Isabel Leonard (born February 18, 1982) is an American mezzo-soprano opera singer based in New York City. She is of Argentine ancestry on her mother's side.

Education
Leonard was born in New York City. For five years she sang with the Manhattan School of Music children's chorus. She attended the Joffrey Ballet School. She is a graduate of The Cathedral School of St. John the Divine and the Fiorello H. LaGuardia High School of Music & Art and Performing Arts. She earned her Bachelor of Music and Master of Music degrees at the Juilliard School, where she was a pupil of Edith Bers. She has also studied with Marilyn Horne, Brian Zeger, Warren Jones, and Margo Garrett. She is a 2005 winner of the Marilyn Horne Foundation Vocal Competition. In 2006, she received The Licia Albanese-Puccini Foundation Award. She was also chosen as a recipient of a Movado Future Legends award in 2006. In 2013, she received the Richard Tucker Music Foundation Award.

Career
In New York, Leonard has performed with the Chamber Music Society of Lincoln Center and with the Juilliard Opera Center.
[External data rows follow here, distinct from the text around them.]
//! Agents, food items, and the [`Entity`] trait shared by both.

use crate::id::AgentId;
use crate::position::Position;

/// Foraging strength of an agent, or harvest threshold of a food item.
///
/// Signed so that levels share a cell type with padded grids, where `-1`
/// marks cells outside the map. Valid levels are strictly positive.
pub type Level = i32;

/// Anything that occupies a grid cell and can be stamped onto a grid.
pub trait Entity {
    /// Cell the entity occupies.
    fn position(&self) -> Position;

    /// The entity's level.
    fn level(&self) -> Level;

    /// Whether the entity still occupies its cell.
    ///
    /// Tombstoned entities keep their position but render as empty and
    /// never block movement.
    fn is_active(&self) -> bool {
        true
    }

    /// Value written into an occupancy grid: the level while active, 0 after.
    fn grid_value(&self) -> Level {
        if self.is_active() {
            self.level()
        } else {
            0
        }
    }
}

/// A mobile forager.
#[derive(Clone, Copy, Debug, PartialEq, Eq, Hash)]
pub struct Agent {
    /// Stable identity for the whole episode.
    pub id: AgentId,
    /// Foraging strength.
    pub level: Level,
    /// Current cell.
    pub position: Position,
    /// Whether the agent signals intent to harvest this step.
    pub loading: bool,
}

impl Agent {
    /// A non-loading agent with id `AgentId(id)`.
    pub fn new(id: u32, level: Level, position: impl Into<Position>) -> Self {
        Self {
            id: AgentId(id),
            level,
            position: position.into(),
            loading: false,
        }
    }

    /// Copy of this agent at `position`.
    pub fn with_position(self, position: Position) -> Self {
        Self { position, ..self }
    }

    /// Copy of this agent with the loading flag set to `loading`.
    pub fn with_loading(self, loading: bool) -> Self {
        Self { loading, ..self }
    }
}

impl Entity for Agent {
    fn position(&self) -> Position {
        self.position
    }

    fn level(&self) -> Level {
        self.level
    }
}

/// A harvestable item. Never moves; consumed at most once.
#[derive(Clone, Copy, Debug, PartialEq, Eq, Hash)]
pub struct Food {
    /// Minimum combined level of loading neighbours needed to consume it.
    pub level: Level,
    /// Fixed cell.
    pub position: Position,
    /// Tombstone flag. Only ever transitions false -> true.
    pub eaten: bool,
}

impl Food {
    /// An unconsumed food item.
    pub fn new(level: Level, position: impl Into<Position>) -> Self {
        Self {
            level,
            position: position.into(),
            eaten: false,
        }
    }

    /// Copy of this food marked as eaten.
    pub fn consumed(self) -> Self {
        Self {
            eaten: true,
            ..self
        }
    }
}

impl Entity for Food {
    fn position(&self) -> Position {
        self.position
    }

    fn level(&self) -> Level {
        self.level
    }

    fn is_active(&self) -> bool {
        !self.eaten
    }
}
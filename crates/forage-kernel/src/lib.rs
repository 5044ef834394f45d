//! State-transition kernel for level-based foraging.
//!
//! Every phase is a pure function over a read-only snapshot and returns
//! new state; nothing here mutates its input.
//!
//! # Phase order (each step)
//!
//! 1. [`render`] - stamp agents and unconsumed food onto occupancy grids
//! 2. [`move_all`] - every agent proposes a move against the pre-step snapshot
//! 3. [`resolve_collisions`] - agents sharing a proposed cell all revert
//! 4. [`eat_all`] - each food checks its loading neighbours' combined level
//!
//! [`transition`] runs phases 2 through 4 in that order; [`Kernel`] bundles a
//! validated [`KernelConfig`] with the step and observation entry points.

#![forbid(unsafe_code)]
#![deny(missing_docs)]
#![deny(rustdoc::broken_intra_doc_links)]

pub mod collision;
pub mod config;
pub mod eating;
pub mod kernel;
pub mod metrics;
pub mod movement;
pub mod observation;
pub mod render;
pub mod state;
pub mod transition;

pub use collision::{resolve_collisions, resolve_collisions_counted};
pub use config::{ConfigError, KernelConfig};
pub use eating::{eat, eat_all, EatOutcome};
pub use kernel::Kernel;
pub use metrics::StepMetrics;
pub use movement::{move_agent, move_all};
pub use observation::{observe, observe_all, AgentView};
pub use render::{occupancy, place_on_grid, render, render_each};
pub use state::ForageState;
pub use transition::{transition, StepOutcome};
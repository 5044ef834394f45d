//! Validated agent/food snapshot.

use forage_core::{Agent, Entity, Food, Position, StateError};
use forage_space::GridShape;
use indexmap::IndexSet;

/// The full simulation state between steps.
///
/// Agent and food collections keep a fixed length for the whole episode:
/// consumed food is tombstoned, never removed. Validation happens once in
/// [`ForageState::new`]; the kernel phases themselves trust their input.
#[derive(Clone, Debug, PartialEq, Eq)]
pub struct ForageState {
    shape: GridShape,
    agents: Vec<Agent>,
    foods: Vec<Food>,
}

impl ForageState {
    /// Validate and wrap an initial layout.
    ///
    /// # Errors
    ///
    /// - [`StateError::OutOfBounds`] if any entity lies outside `shape`
    /// - [`StateError::NonPositiveLevel`] if any level is `<= 0`
    /// - [`StateError::DuplicateAgentId`] if two agents share an id
    /// - [`StateError::Overlap`] if two agents, two unconsumed foods, or an
    ///   agent and an unconsumed food share a cell
    pub fn new(shape: GridShape, agents: Vec<Agent>, foods: Vec<Food>) -> Result<Self, StateError> {
        let mut ids = IndexSet::with_capacity(agents.len());
        for (i, agent) in agents.iter().enumerate() {
            check_entity(shape, agent, || format!("agent {i}"))?;
            if !ids.insert(agent.id) {
                return Err(StateError::DuplicateAgentId { id: agent.id });
            }
        }
        for (i, food) in foods.iter().enumerate() {
            check_entity(shape, food, || format!("food {i}"))?;
        }

        let mut occupied: IndexSet<Position> = IndexSet::new();
        let blocking = agents
            .iter()
            .map(|a| a.position)
            .chain(foods.iter().filter(|f| !f.eaten).map(|f| f.position));
        for position in blocking {
            if !occupied.insert(position) {
                return Err(StateError::Overlap { position });
            }
        }

        Ok(Self::from_parts(shape, agents, foods))
    }

    /// Wrap phase output without re-validating.
    pub(crate) fn from_parts(shape: GridShape, agents: Vec<Agent>, foods: Vec<Food>) -> Self {
        Self {
            shape,
            agents,
            foods,
        }
    }

    /// Grid extent the state lives on.
    pub fn shape(&self) -> GridShape {
        self.shape
    }

    /// Agents in slot order.
    pub fn agents(&self) -> &[Agent] {
        &self.agents
    }

    /// Food items in slot order, eaten ones included.
    pub fn foods(&self) -> &[Food] {
        &self.foods
    }

    /// Number of food items not yet eaten.
    pub fn remaining_food(&self) -> usize {
        self.foods.iter().filter(|f| !f.eaten).count()
    }

    /// Whether every food item has been eaten.
    pub fn all_food_eaten(&self) -> bool {
        self.foods.iter().all(|f| f.eaten)
    }

    /// Consume the state, returning `(agents, foods)`.
    pub fn into_parts(self) -> (Vec<Agent>, Vec<Food>) {
        (self.agents, self.foods)
    }
}

fn check_entity<E: Entity>(
    shape: GridShape,
    entity: &E,
    name: impl Fn() -> String,
) -> Result<(), StateError> {
    if !shape.contains(entity.position()) {
        return Err(StateError::OutOfBounds {
            entity: name(),
            position: entity.position(),
        });
    }
    if entity.level() <= 0 {
        return Err(StateError::NonPositiveLevel {
            entity: name(),
            level: entity.level(),
        });
    }
    Ok(())
}

#[cfg(test)]
mod tests {
    use super::*;
    use forage_core::AgentId;

    fn shape() -> GridShape {
        GridShape::square(3).unwrap()
    }

    #[test]
    fn valid_layout_accepted() {
        let state = ForageState::new(
            shape(),
            vec![Agent::new(0, 1, (0, 0)), Agent::new(1, 2, (0, 1))],
            vec![Food::new(3, (1, 1))],
        )
        .unwrap();
        assert_eq!(state.agents().len(), 2);
        assert_eq!(state.remaining_food(), 1);
        assert!(!state.all_food_eaten());
    }

    #[test]
    fn out_of_bounds_agent_rejected() {
        let err = ForageState::new(shape(), vec![Agent::new(0, 1, (3, 0))], vec![]).unwrap_err();
        assert_eq!(
            err,
            StateError::OutOfBounds {
                entity: "agent 0".into(),
                position: Position::new(3, 0),
            }
        );
    }

    #[test]
    fn zero_level_food_rejected() {
        let err = ForageState::new(shape(), vec![], vec![Food::new(0, (1, 1))]).unwrap_err();
        assert!(matches!(err, StateError::NonPositiveLevel { level: 0, .. }));
    }

    #[test]
    fn duplicate_id_rejected() {
        let err = ForageState::new(
            shape(),
            vec![Agent::new(4, 1, (0, 0)), Agent::new(4, 1, (2, 2))],
            vec![],
        )
        .unwrap_err();
        assert_eq!(err, StateError::DuplicateAgentId { id: AgentId(4) });
    }

    #[test]
    fn agent_on_food_rejected() {
        let err = ForageState::new(
            shape(),
            vec![Agent::new(0, 1, (1, 1))],
            vec![Food::new(2, (1, 1))],
        )
        .unwrap_err();
        assert_eq!(
            err,
            StateError::Overlap {
                position: Position::new(1, 1)
            }
        );
    }

    #[test]
    fn agent_on_eaten_food_allowed() {
        let state = ForageState::new(
            shape(),
            vec![Agent::new(0, 1, (1, 1))],
            vec![Food::new(2, (1, 1)).consumed()],
        )
        .unwrap();
        assert!(state.all_food_eaten());
    }
}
Her first appearance with the New York Philharmonic was in a concert version of Leonard Bernstein's Candide, and she later sang the part of the Squirrel in L'enfant et les sortilèges in concert with the orchestra and Lorin Maazel. In February 2007, Leonard made her professional operatic stage debut as Stéphano in Roméo et Juliette. In September 2007, she made her Metropolitan Opera debut in the same role. Leonard made her debut with Santa Fe Opera as Cherubino in 2008. Her commercial recordings include a DVD recording for Euroarts as Dorabella in the 2009 Salzburg Festival production of Così fan tutte. On April 26, 2014, Leonard sang the role of Dorabella in a performance at the Metropolitan Opera that was transmitted worldwide as part of the Metropolitan Opera Live in HD program. In February 2011, Leonard made her Vienna State Opera debut singing Cherubino in Le nozze di Figaro, returning to the venue in January 2012 as Rosina in Il barbiere di Siviglia. 2014 to 2016 Leonard and Sharon Isbin performed a well-received series of eleven soprano/guitar-duet recitals, including at Zankel Hall (Carnegie Hall). Leonard sang the lead role in the American premiere of Marnie at the Met in New York in October 2018.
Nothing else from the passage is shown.